Find the line holding "mod common;" in the entries below. Give it again exactly, along with every line after it up to and including the line holding "use std::os::unix::fs::MetadataExt;".
____
//! End-to-end job runs through the orchestrator, with stub transfer tools
//! (and real rsync where available).

mod common;

use common::{harness, module, rsync_available, Transport};
use relique::catalog::{ImageFilter, JobFilter, Page};
use relique::module::BackupMode;
use relique::{ErrorKind, JobKind, JobStatus, Storage};
use std::os::unix::fs::MetadataExt;
use tokio_util::sync::CancellationToken;

fn reachable() -> Transport {
    Transport::Stub { reachable: true }
}

#[tokio::test]
async fn test_fresh_full_backup() {
    let h = harness(reachable(), vec![module("data", BackupMode::Full, &["/srv/data"])]);
    let o = &h.orchestrator;

    let mut job = o.new_backup_job("c1", "data", None).unwrap();
    o.run(&mut job, &CancellationToken::new()).await.unwrap();

    assert_eq!(job.status, JobStatus::Success);
    assert!(job.done);
    assert!(job.start_time.is_some() && job.end_time.is_some());
    assert!(h.storage().join(job.uuid.to_string()).join("_data/srv/data").is_dir());
    assert_eq!(job.stats.number_of_files, 2);

    for name in ["module.toml", "client.toml", "repo.toml", "stats.toml"] {
        assert!(h.catalog_file(&job.uuid, name).is_file(), "missing {name}");
    }

    let stored = o.job(job.uuid).await.unwrap();
    assert_eq!(stored.status, JobStatus::Success);
    assert_eq!(stored.stats, job.stats);

    let image = o.image(job.uuid).await.unwrap();
    assert_eq!(image.uuid, job.uuid);
    assert_eq!(image.number_of_elements, 2);
    assert_eq!(image.number_of_files, 1);
    assert_eq!(image.number_of_folders, 1);
    // "payload\n"
    assert_eq!(image.size_on_disk, 8);
}

#[tokio::test]
async fn test_colliding_paths_are_counted_once() {
    let h = harness(
        reachable(),
        vec![module("data", BackupMode::Full, &["/srv/data", "/srv/Data"])],
    );
    let o = &h.orchestrator;

    let mut job = o.new_backup_job("c1", "data", None).unwrap();
    o.run(&mut job, &CancellationToken::new()).await.unwrap();

    assert_eq!(job.status, JobStatus::Success);
    assert_eq!(job.stats.number_of_files, 4);
    assert_ne!(job.tasks[0].log_file, job.tasks[1].log_file);
    for task in &job.tasks {
        assert!(task.log_file.is_file(), "missing {}", task.log_file.display());
    }
}

#[tokio::test]
async fn test_incremental_links_against_previous_job() {
    let h = harness(
        reachable(),
        vec![
            module("full", BackupMode::Full, &["/srv/data"]),
            module("inc", BackupMode::Incremental, &["/srv/data"]),
        ],
    );
    let o = &h.orchestrator;
    let cancel = CancellationToken::new();

    let mut first = o.new_backup_job("c1", "full", None).unwrap();
    o.run(&mut first, &cancel).await.unwrap();

    let mut second = o.new_backup_job("c1", "inc", None).unwrap();
    o.run(&mut second, &cancel).await.unwrap();

    assert_eq!(second.mode, Some(BackupMode::Incremental));
    assert_eq!(second.previous_job_uuid, Some(first.uuid));

    let link_dest = format!(
        "--link-dest={}/_data/",
        first.storage_path().unwrap().display()
    );
    let calls = h.rsync_calls();
    assert_eq!(calls.len(), 2);
    assert!(!calls[0].contains("--link-dest"));
    assert!(calls[1].contains(&link_dest), "{}", calls[1]);

    let stored = o.job(second.uuid).await.unwrap();
    assert_eq!(stored.previous_job_uuid, Some(first.uuid));
}

#[tokio::test]
async fn test_incremental_without_previous_becomes_full() {
    let h = harness(reachable(), vec![module("inc", BackupMode::Incremental, &["/srv/data"])]);
    let o = &h.orchestrator;

    let mut job = o.new_backup_job("c1", "inc", None).unwrap();
    o.run(&mut job, &CancellationToken::new()).await.unwrap();

    assert_eq!(job.mode, Some(BackupMode::Full));
    assert_eq!(job.previous_job_uuid, None);
    assert!(!h.rsync_calls()[0].contains("--link-dest"));

    let (images, total) = o.images(ImageFilter::default(), Page::default()).await.unwrap();
    assert_eq!(total, 1);
    assert_eq!(images[0].uuid, job.uuid);
}

#[tokio::test]
async fn test_partial_transfer_ends_incomplete() {
    let h = harness(
        reachable(),
        vec![module("data", BackupMode::Full, &["/srv/data", "/srv/flaky"])],
    );
    let o = &h.orchestrator;

    let mut job = o.new_backup_job("c1", "data", None).unwrap();
    let err = o.run(&mut job, &CancellationToken::new()).await.unwrap_err();
    assert_eq!(err.kind(), ErrorKind::Partial);

    assert_eq!(job.status, JobStatus::Incomplete);
    assert!(job.done);
    // both tasks counted
    assert_eq!(job.stats.number_of_files, 4);

    let flaky = job
        .tasks
        .iter()
        .find(|t| t.backup_path == "/srv/flaky")
        .unwrap();
    let error_log = std::fs::read_to_string(&flaky.error_log_file).unwrap();
    assert!(error_log.contains("file has vanished"));

    let image = o.image(job.uuid).await.unwrap();
    assert_eq!(image.number_of_elements, 4);
}

#[tokio::test]
async fn test_unreachable_client_fails_backup() {
    let h = harness(
        Transport::Stub { reachable: false },
        vec![module("data", BackupMode::Full, &["/srv/data"])],
    );
    let o = &h.orchestrator;

    let mut job = o.new_backup_job("c1", "data", None).unwrap();
    let err = o.run(&mut job, &CancellationToken::new()).await.unwrap_err();
    assert_eq!(err.kind(), ErrorKind::Transport);
    assert!(err.to_string().contains("unreachable"), "{err}");

    assert_eq!(job.status, JobStatus::Error);
    assert!(job.done);
    assert!(h.rsync_calls().is_empty());

    let stored = o.job(job.uuid).await.unwrap();
    assert_eq!(stored.status, JobStatus::Error);
    assert!(stored.done);
    assert!(o.image(job.uuid).await.unwrap_err().is_not_found());
}

#[tokio::test]
async fn test_restore_to_other_client_with_custom_path() {
    let h = harness(reachable(), vec![module("data", BackupMode::Full, &["/srv/data"])]);
    let o = &h.orchestrator;
    let cancel = CancellationToken::new();

    let mut backup = o.new_backup_job("c1", "data", None).unwrap();
    o.run(&mut backup, &cancel).await.unwrap();

    let mut restore = o
        .new_restore_job(backup.uuid, Some("c2"), &["/srv/data:/tmp/recovery".to_string()])
        .await
        .unwrap();
    assert_eq!(restore.kind, JobKind::Restore);
    assert_eq!(restore.module.name, "on-demand");
    o.run(&mut restore, &cancel).await.unwrap();

    assert_eq!(restore.status, JobStatus::Success);
    assert_eq!(restore.restore_image_uuid, Some(backup.uuid));
    assert_eq!(restore.tasks.len(), 1);

    let task = &restore.tasks[0];
    let expected_source = backup.storage_path().unwrap().join("_data/srv/data");
    assert_eq!(
        task.source.trim_end_matches('/'),
        expected_source.to_string_lossy()
    );
    assert_eq!(task.destination, "relique@5.6.7.8:/tmp/recovery");
    assert!(task.args().contains(&"--delete".to_string()));

    // a restore never produces an image
    let (_, total) = o.images(ImageFilter::default(), Page::default()).await.unwrap();
    assert_eq!(total, 1);

    let filter = JobFilter {
        kind: Some(JobKind::Restore),
        ..JobFilter::default()
    };
    let (jobs, total) = o.jobs(filter, Page::default()).await.unwrap();
    assert_eq!(total, 1);
    assert_eq!(jobs[0].client.name, "c2");
    assert_eq!(
        jobs[0].custom_restore_paths.get("/srv/data").map(String::as_str),
        Some("/tmp/recovery")
    );
}

#[tokio::test]
async fn test_restore_rejects_path_outside_image() {
    let h = harness(reachable(), vec![module("data", BackupMode::Full, &["/srv/data"])]);
    let o = &h.orchestrator;

    let mut backup = o.new_backup_job("c1", "data", None).unwrap();
    o.run(&mut backup, &CancellationToken::new()).await.unwrap();

    let err = o
        .new_restore_job(backup.uuid, None, &["/etc/passwd:/tmp/x".to_string()])
        .await
        .unwrap_err();
    assert_eq!(err.kind(), ErrorKind::Invalid);
}

#[tokio::test]
async fn test_module_without_paths_succeeds_empty() {
    let h = harness(reachable(), vec![module("empty", BackupMode::Full, &[])]);
    let o = &h.orchestrator;

    let mut job = o.new_backup_job("c1", "empty", None).unwrap();
    o.run(&mut job, &CancellationToken::new()).await.unwrap();

    assert_eq!(job.status, JobStatus::Success);
    assert!(job.tasks.is_empty());
    assert!(h.rsync_calls().is_empty());

    let image = o.image(job.uuid).await.unwrap();
    assert_eq!(image.number_of_elements, 0);
    assert_eq!(image.number_of_files, 0);
    assert_eq!(image.number_of_folders, 0);
    assert_eq!(image.size_on_disk, 0);
}

#[tokio::test]
async fn test_setup_twice_is_rejected() {
    let h = harness(reachable(), vec![module("data", BackupMode::Full, &["/srv/data"])]);
    let o = &h.orchestrator;
    let engine = o.engine();

    let mut job = o.new_backup_job("c1", "data", None).unwrap();
    engine.setup_backup(&mut job).await.unwrap();

    let mut again = job.clone();
    let err = engine.setup_backup(&mut again).await.unwrap_err();
    assert_eq!(err.kind(), ErrorKind::Invalid);

    let stored = o.job(job.uuid).await.unwrap();
    assert_eq!(stored.status, JobStatus::Pending);
    assert!(!stored.done);
}

#[tokio::test]
async fn test_every_image_has_a_finished_backup() {
    let h = harness(
        reachable(),
        vec![
            module("data", BackupMode::Full, &["/srv/data"]),
            module("mixed", BackupMode::Full, &["/srv/data", "/srv/flaky"]),
        ],
    );
    let o = &h.orchestrator;
    let cancel = CancellationToken::new();

    for name in ["data", "mixed", "data"] {
        let mut job = o.new_backup_job("c1", name, None).unwrap();
        let _ = o.run(&mut job, &cancel).await;
    }

    let (images, total) = o.images(ImageFilter::default(), Page::default()).await.unwrap();
    assert_eq!(total, 3);
    for image in images {
        let job = o.job(image.uuid).await.unwrap();
        assert_eq!(job.kind, JobKind::Backup);
        assert!(job.done);
        assert!(matches!(job.status, JobStatus::Success | JobStatus::Incomplete));
        assert_eq!(image.repository.name(), job.repository.name());
    }
}

#[tokio::test]
async fn test_incremental_hard_links_unchanged_files() {
    if !rsync_available() {
        eprintln!("rsync not installed, skipping");
        return;
    }

    let remote = tempfile::TempDir::new().unwrap();
    let source = remote.path().join("data");
    std::fs::create_dir_all(source.join("nested")).unwrap();
    std::fs::write(source.join("a.txt"), "alpha").unwrap();
    std::fs::write(source.join("nested/b.txt"), "bravo").unwrap();
    let source = source.to_string_lossy().to_string();

    let h = harness(
        Transport::Local,
        vec![
            module("full", BackupMode::Full, &[&source]),
            module("inc", BackupMode::Incremental, &[&source]),
        ],
    );
    let o = &h.orchestrator;
    let cancel = CancellationToken::new();

    let mut first = o.new_backup_job("c1", "full", None).unwrap();
    o.run(&mut first, &cancel).await.unwrap();
    let mut second = o.new_backup_job("c1", "inc", None).unwrap();
    o.run(&mut second, &cancel).await.unwrap();
    assert_eq!(second.previous_job_uuid, Some(first.uuid));

    let relative = format!("{}/a.txt", source.trim_start_matches('/'));
    let a = first.storage_path().unwrap().join("_data").join(&relative);
    let b = second.storage_path().unwrap().join("_data").join(&relative);
    let (a, b) = (std::fs::metadata(a).unwrap(), std::fs::metadata(b).unwrap());
    assert_eq!(a.ino(), b.ino());
    assert!(b.nlink() >= 2);
}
____
Response area |
mod common;

use common::{harness, module, rsync_available, Transport};
use relique::catalog::{ImageFilter, JobFilter, Page};
use relique::module::BackupMode;
use relique::{ErrorKind, JobKind, JobStatus, Storage};
use std::os::unix::fs::MetadataExt;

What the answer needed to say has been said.